We were alerted by Pagerduty due to some monitors setup on our metrics.
Checking back here, we were alerted again and we are noticing 503’s again on the metrics query endpoint for the last 45 minutes. The status page is still green.
Is there a better way to export these metrics from Fly? When Fly scrapes the metrics can we configure an endpoint or queue to write the metrics onto? We could setup our own Prom to scrape our custom application metrics, but it seems like we would be missing the Fly internal ones. Any suggestions here would be great.
Hi @mheffner, apologies for the ongoing trouble with the intermittent metrics-query errors. The API was affected by a recurring denial-of-service attack that was causing the metrics endpoint to become overloaded until we intervened.

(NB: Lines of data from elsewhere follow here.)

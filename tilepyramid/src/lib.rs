//! Tilepyramid - Web Mercator tile pyramid orchestration
//!
//! This library keeps a set of map tiles in step with a moving view: it maps
//! a bounding box or center point and a zoom level to tile ids, fetches each
//! tile through a pluggable asynchronous transport, cancels tiles that leave
//! the view, and reports completions to observers.
//!
//! # Modules
//!
//! - [`coord`]: Web Mercator tile math and tile ranges
//! - [`provider`]: transport trait, HTTP and queued providers, URL templates
//! - [`tile`]: per-tile fetch lifecycle and payload decoders
//! - [`map`]: the [`TileMap`](map::TileMap) orchestrator and its observers
//! - [`config`]: INI-backed settings
//! - [`logging`]: tracing subscriber setup

pub mod config;
pub mod coord;
pub mod logging;
pub mod map;
pub mod provider;
pub mod tile;
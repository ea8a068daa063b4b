//! Decoding capability selected when a tile is constructed.

use std::fmt;
use std::str::FromStr;

use super::error::DecodeError;

/// Payload family a decoder understands.
#[derive(Debug, Clone, Copy, PartialEq, Eq, Hash)]
pub enum TileKind {
    /// Raster imagery (PNG, JPEG).
    Raster,
    /// Mapbox Vector Tile protobuf.
    Vector,
}

impl fmt::Display for TileKind {
    fn fmt(&self, f: &mut fmt::Formatter<'_>) -> fmt::Result {
        match self {
            TileKind::Raster => write!(f, "raster"),
            TileKind::Vector => write!(f, "vector"),
        }
    }
}

impl FromStr for TileKind {
    type Err = String;

    fn from_str(s: &str) -> Result<Self, Self::Err> {
        match s.to_lowercase().as_str() {
            "raster" => Ok(TileKind::Raster),
            "vector" => Ok(TileKind::Vector),
            other => Err(format!("unknown tile kind '{}'", other)),
        }
    }
}

/// Turns fetched bytes into a parsed tile representation.
///
/// The tile map is generic over its decoder, so the decode step is
/// statically dispatched and the map itself never inspects payloads.
/// Decoding must be deterministic and free of side effects.
pub trait TileDecoder: Send + Sync + 'static {
    /// Parsed representation stored on a loaded tile.
    type Content: Send + 'static;

    /// Payload family, used to pick a matching URL template.
    fn kind(&self) -> TileKind;

    /// Parse a payload.
    fn decode(&self, data: &[u8]) -> Result<Self::Content, DecodeError>;
}
//! HTTP request provider backed by reqwest.

use std::time::Duration;

use tokio::runtime::Handle;
use tokio_util::sync::CancellationToken;
use tracing::trace;

use super::types::{CancellableRequest, ProviderError, RequestProvider, Response, ResponseCallback};

/// Default user agent sent with tile requests.
pub const DEFAULT_USER_AGENT: &str = concat!("tilepyramid/", env!("CARGO_PKG_VERSION"));

/// Default request timeout in seconds.
pub const DEFAULT_TIMEOUT_SECS: u64 = 30;

/// Fetches tiles over HTTP on a tokio runtime.
///
/// Each request runs as its own task on the supplied runtime handle and
/// races a cancellation token, so cancelling never waits for the network.
#[derive(Clone)]
pub struct HttpRequestProvider {
    client: reqwest::Client,
    runtime: Handle,
}

impl HttpRequestProvider {
    /// Creates a provider with the default timeout and user agent.
    pub fn new(runtime: Handle) -> Result<Self, ProviderError> {
        Self::with_settings(runtime, DEFAULT_TIMEOUT_SECS, DEFAULT_USER_AGENT)
    }

    /// Creates a provider with a custom timeout and user agent.
    pub fn with_settings(
        runtime: Handle,
        timeout_secs: u64,
        user_agent: &str,
    ) -> Result<Self, ProviderError> {
        let client = reqwest::Client::builder()
            .timeout(Duration::from_secs(timeout_secs))
            .user_agent(user_agent)
            .pool_idle_timeout(Duration::from_secs(90))
            .tcp_nodelay(true)
            .build()
            .map_err(|e| {
                ProviderError::HttpClient(format!("Failed to create HTTP client: {}", e))
            })?;

        Ok(Self { client, runtime })
    }
}

impl RequestProvider for HttpRequestProvider {
    fn request(&self, url: &str, on_done: ResponseCallback) -> Box<dyn CancellableRequest> {
        let token = CancellationToken::new();
        let cancelled = token.clone();
        let client = self.client.clone();
        let url = url.to_string();

        self.runtime.spawn(async move {
            tokio::select! {
                biased;
                _ = cancelled.cancelled() => {
                    trace!(url = %url, "HTTP request cancelled");
                }
                response = fetch(&client, &url) => {
                    if !cancelled.is_cancelled() {
                        on_done(response);
                    }
                }
            }
        });

        Box::new(HttpRequestHandle { token })
    }
}

async fn fetch(client: &reqwest::Client, url: &str) -> Response {
    trace!(url = url, "HTTP GET request starting");

    let response = match client.get(url).send().await {
        Ok(response) => response,
        Err(e) => return Response::failed(format!("Request failed: {}", e)),
    };

    let status = response.status();
    if !status.is_success() {
        return Response::failed(format!("HTTP {} from {}", status, url));
    }

    match response.bytes().await {
        Ok(body) => {
            trace!(url = url, bytes = body.len(), "HTTP GET request complete");
            Response::ok(body)
        }
        Err(e) => Response::failed(format!("Failed to read response: {}", e)),
    }
}

/// Cancellation handle for an [`HttpRequestProvider`] request.
///
/// Dropping the handle cancels the request as well.
struct HttpRequestHandle {
    token: CancellationToken,
}

impl CancellableRequest for HttpRequestHandle {
    fn cancel(&mut self) {
        self.token.cancel();
    }
}

impl Drop for HttpRequestHandle {
    fn drop(&mut self) {
        self.token.cancel();
    }
}
//! Fetch lifecycle of a single tile.
//!
//! A [`Tile`] issues one provider request per [`Tile::start`], and accepts
//! exactly one matching [`Completion`] for it. Provider callbacks never touch
//! the tile directly: they post a `Completion` to a [`CompletionSender`], and
//! the owner of the tile hands it back through [`Tile::deliver`] on its own
//! thread. Each request carries a [`RequestTicket`]; completions whose ticket
//! is not the tile's live one are ignored, which keeps late callbacks from
//! cancelled requests out even when the transport ignores cancellation.

use std::fmt;
use std::sync::atomic::{AtomicU64, Ordering};
use std::sync::Arc;

use tokio::sync::mpsc;
use tracing::trace;

use super::decoder::{TileDecoder, TileKind};
use super::error::TileError;
use crate::coord::TileId;
use crate::provider::{CancellableRequest, RequestProvider, Response, TileSource};

static NEXT_TICKET: AtomicU64 = AtomicU64::new(1);

/// Validity token for one started request. Unique per process.
#[derive(Debug, Clone, Copy, PartialEq, Eq, Hash)]
pub struct RequestTicket(u64);

impl RequestTicket {
    fn next() -> Self {
        Self(NEXT_TICKET.fetch_add(1, Ordering::Relaxed))
    }
}

/// Identity of a tile under a data source.
///
/// Two tiles with the same [`TileId`] fetched from different sources are
/// different tiles. An empty source name is the same as `None`.
#[derive(Debug, Clone, PartialEq, Eq, Hash, PartialOrd, Ord)]
pub struct TileKey {
    id: TileId,
    source: Option<String>,
}

impl TileKey {
    pub fn new(id: TileId, source: Option<&str>) -> Self {
        Self {
            id,
            source: normalize_source(source).map(str::to_string),
        }
    }

    pub fn id(&self) -> TileId {
        self.id
    }

    pub fn source(&self) -> Option<&str> {
        self.source.as_deref()
    }
}

impl fmt::Display for TileKey {
    fn fmt(&self, f: &mut fmt::Formatter<'_>) -> fmt::Result {
        match &self.source {
            Some(source) => write!(f, "{}@{}", self.id, source),
            None => write!(f, "{}@default", self.id),
        }
    }
}

/// Treat empty source names as "use the default".
pub(crate) fn normalize_source(source: Option<&str>) -> Option<&str> {
    source.filter(|name| !name.is_empty())
}

/// A provider response routed back to the tile that requested it.
#[derive(Debug)]
pub struct Completion {
    key: TileKey,
    ticket: RequestTicket,
    response: Response,
}

impl Completion {
    pub fn key(&self) -> &TileKey {
        &self.key
    }

    pub fn ticket(&self) -> RequestTicket {
        self.ticket
    }

    pub fn response(&self) -> &Response {
        &self.response
    }
}

/// Sending half of a completion channel. Cheap to clone, usable from any
/// thread.
#[derive(Debug, Clone)]
pub struct CompletionSender {
    tx: mpsc::UnboundedSender<Completion>,
}

impl CompletionSender {
    fn send(&self, completion: Completion) {
        // The receiver is gone only when the owner was dropped, and then
        // nobody is waiting for this tile.
        if self.tx.send(completion).is_err() {
            trace!("completion dropped, receiver closed");
        }
    }
}

/// Receiving half of a completion channel, owned by the tiles' owner.
#[derive(Debug)]
pub struct CompletionReceiver {
    rx: mpsc::UnboundedReceiver<Completion>,
}

impl CompletionReceiver {
    /// Take the next queued completion without waiting.
    pub fn try_next(&mut self) -> Option<Completion> {
        self.rx.try_recv().ok()
    }

    /// Wait for the next completion.
    pub async fn next(&mut self) -> Option<Completion> {
        self.rx.recv().await
    }
}

/// Create a linked sender/receiver pair.
pub fn completion_channel() -> (CompletionSender, CompletionReceiver) {
    let (tx, rx) = mpsc::unbounded_channel();
    (CompletionSender { tx }, CompletionReceiver { rx })
}

/// Lifecycle state of a tile.
#[derive(Debug, Clone, Copy, PartialEq, Eq)]
pub enum TileState {
    /// Constructed, no request issued yet.
    Created,
    /// Waiting for the provider.
    Requesting,
    /// Finished, successfully or with an error.
    Loaded,
    /// Request abandoned before it completed.
    Cancelled,
}

/// One map tile and its fetch.
pub struct Tile<D: TileDecoder> {
    key: TileKey,
    decoder: Arc<D>,
    state: TileState,
    content: Option<D::Content>,
    error: Option<TileError>,
    request: Option<Box<dyn CancellableRequest>>,
    ticket: Option<RequestTicket>,
}

impl<D: TileDecoder> Tile<D> {
    /// Create a tile for `id` under `source`, decoded by `decoder`.
    pub fn new(id: TileId, source: Option<&str>, decoder: Arc<D>) -> Self {
        Self::from_key(TileKey::new(id, source), decoder)
    }

    pub(crate) fn from_key(key: TileKey, decoder: Arc<D>) -> Self {
        Self {
            key,
            decoder,
            state: TileState::Created,
            content: None,
            error: None,
            request: None,
            ticket: None,
        }
    }

    pub fn id(&self) -> TileId {
        self.key.id
    }

    pub fn source(&self) -> Option<&str> {
        self.key.source()
    }

    pub fn key(&self) -> &TileKey {
        &self.key
    }

    pub fn kind(&self) -> TileKind {
        self.decoder.kind()
    }

    pub fn state(&self) -> TileState {
        self.state
    }

    /// True once the fetch finished, whether or not it succeeded.
    pub fn is_loaded(&self) -> bool {
        self.state == TileState::Loaded
    }

    pub fn is_pending(&self) -> bool {
        self.state == TileState::Requesting
    }

    /// The recorded failure, if the fetch or decode failed.
    pub fn error(&self) -> Option<&TileError> {
        self.error.as_ref()
    }

    /// The decoded payload, if the tile loaded successfully.
    pub fn content(&self) -> Option<&D::Content> {
        self.content.as_ref()
    }

    /// Start fetching this tile.
    ///
    /// Any pending request is cancelled first, and previous results are
    /// cleared. The URL comes from `resolver`; the provider's response is
    /// posted to `on_complete` and must be handed back via [`Tile::deliver`].
    pub fn start(
        &mut self,
        resolver: &dyn TileSource,
        provider: &dyn RequestProvider,
        on_complete: &CompletionSender,
    ) {
        self.abort_request();
        self.error = None;
        self.content = None;

        let ticket = RequestTicket::next();
        let url = resolver.resolve_url(self.key.id, self.key.source());
        trace!(tile = %self.key, url = %url, "starting tile request");

        self.ticket = Some(ticket);
        self.state = TileState::Requesting;

        let sender = on_complete.clone();
        let key = self.key.clone();
        let handle = provider.request(
            &url,
            Box::new(move |response| {
                sender.send(Completion {
                    key,
                    ticket,
                    response,
                })
            }),
        );
        self.request = Some(handle);
    }

    /// Cancel the pending request, if any.
    ///
    /// Returns true if a request was actually cancelled. Calling this on a
    /// loaded or already cancelled tile does nothing.
    pub fn cancel(&mut self) -> bool {
        match self.state {
            TileState::Requesting => {
                self.abort_request();
                self.state = TileState::Cancelled;
                trace!(tile = %self.key, "tile request cancelled");
                true
            }
            TileState::Created => {
                self.state = TileState::Cancelled;
                false
            }
            TileState::Loaded | TileState::Cancelled => false,
        }
    }

    /// Hand a provider response back to the tile.
    ///
    /// Returns true exactly once per started request: when `completion`
    /// belongs to the live request. The tile is then loaded, with its error
    /// set on transport or decode failure. Completions for other tiles,
    /// superseded requests, or after cancellation return false and change
    /// nothing.
    pub fn deliver(&mut self, completion: Completion) -> bool {
        if self.state != TileState::Requesting
            || completion.key != self.key
            || self.ticket != Some(completion.ticket)
        {
            trace!(tile = %completion.key, "ignoring stale completion");
            return false;
        }

        self.request = None;
        self.ticket = None;

        let Completion { response, .. } = completion;
        self.error = match response.error {
            Some(message) => Some(TileError::Transport(message)),
            None => {
                let data = response.data.unwrap_or_default();
                match self.decoder.decode(&data) {
                    Ok(content) => {
                        self.content = Some(content);
                        None
                    }
                    Err(e) => Some(TileError::Decode(e)),
                }
            }
        };
        self.state = TileState::Loaded;
        true
    }

    fn abort_request(&mut self) {
        if let Some(mut request) = self.request.take() {
            request.cancel();
        }
        self.ticket = None;
    }
}

impl<D: TileDecoder> Drop for Tile<D> {
    fn drop(&mut self) {
        self.abort_request();
    }
}

impl<D: TileDecoder> fmt::Debug for Tile<D> {
    fn fmt(&self, f: &mut fmt::Formatter<'_>) -> fmt::Result {
        f.debug_struct("Tile")
            .field("key", &self.key)
            .field("state", &self.state)
            .field("error", &self.error)
            .finish()
    }
}
//! What part of the world the map covers.

use crate::coord::{GeoBounds, GeoCoordinate};

/// Area the map should hold tiles for.
///
/// A center covers exactly the tile containing that point at the current
/// zoom; bounds cover every tile they touch.
#[derive(Debug, Clone, Copy, PartialEq)]
pub enum Viewport {
    Bounds(GeoBounds),
    Center(GeoCoordinate),
}

impl Viewport {
    /// Geographic area to cover.
    pub fn bounds(&self) -> GeoBounds {
        match self {
            Viewport::Bounds(bounds) => *bounds,
            Viewport::Center(center) => GeoBounds::from_point(*center),
        }
    }

    pub fn center(&self) -> GeoCoordinate {
        match self {
            Viewport::Bounds(bounds) => bounds.center(),
            Viewport::Center(center) => *center,
        }
    }
}

#[cfg(test)]
mod tests {
    use super::*;

    #[test]
    fn test_center_viewport_is_a_point() {
        let helsinki = GeoCoordinate::new(60.1632, 24.9377);
        let bounds = Viewport::Center(helsinki).bounds();
        assert_eq!(bounds.south_west, helsinki);
        assert_eq!(bounds.north_east, helsinki);
    }

    #[test]
    fn test_bounds_viewport_center() {
        let viewport = Viewport::Bounds(GeoBounds::from_edges(10.0, 20.0, 30.0, 40.0));
        let center = viewport.center();
        assert_eq!(center.latitude, 20.0);
        assert_eq!(center.longitude, 30.0);
    }
}
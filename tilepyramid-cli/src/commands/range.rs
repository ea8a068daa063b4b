//! Range command - list the tiles covering an area without fetching them.

use clap::Args;
use tilepyramid::config::DEFAULT_ZOOM;
use tilepyramid::coord::{tile_range, TileId};

use super::common::ViewArgs;
use crate::error::CliError;

/// Arguments for the range command.
#[derive(Debug, Args)]
pub struct RangeArgs {
    #[command(flatten)]
    pub view: ViewArgs,

    /// Print the tiles as a JSON array
    #[arg(long)]
    pub json: bool,
}

/// Run the range command.
pub fn run(args: RangeArgs) -> Result<(), CliError> {
    let viewport = args.view.viewport()?;
    let zoom = args.view.zoom.unwrap_or(DEFAULT_ZOOM);
    let tiles: Vec<TileId> = tile_range(&viewport.bounds(), zoom).into_iter().collect();

    if args.json {
        let json = serde_json::to_string_pretty(&tiles).map_err(CliError::Output)?;
        println!("{}", json);
    } else {
        for tile in &tiles {
            println!("{}", tile);
        }
        eprintln!("{} tile(s) at zoom {}", tiles.len(), zoom);
    }

    Ok(())
}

Today we deployed some mitigations that make the endpoint better protected against the particular kind of attack we observed, so hopefully the query API reliability should be improved moving forward.
Querying the public API at api.fly.io/prometheus is the only way to query built-in metrics collected from our platform. There isn’t any better way currently, but I appreciate your feedback on this as it’s something we hope to improve soon.
Thanks for the work to improve this and the detailed update @wjordan . We’ll observe on our end for any more issues, but it seems to be better recently!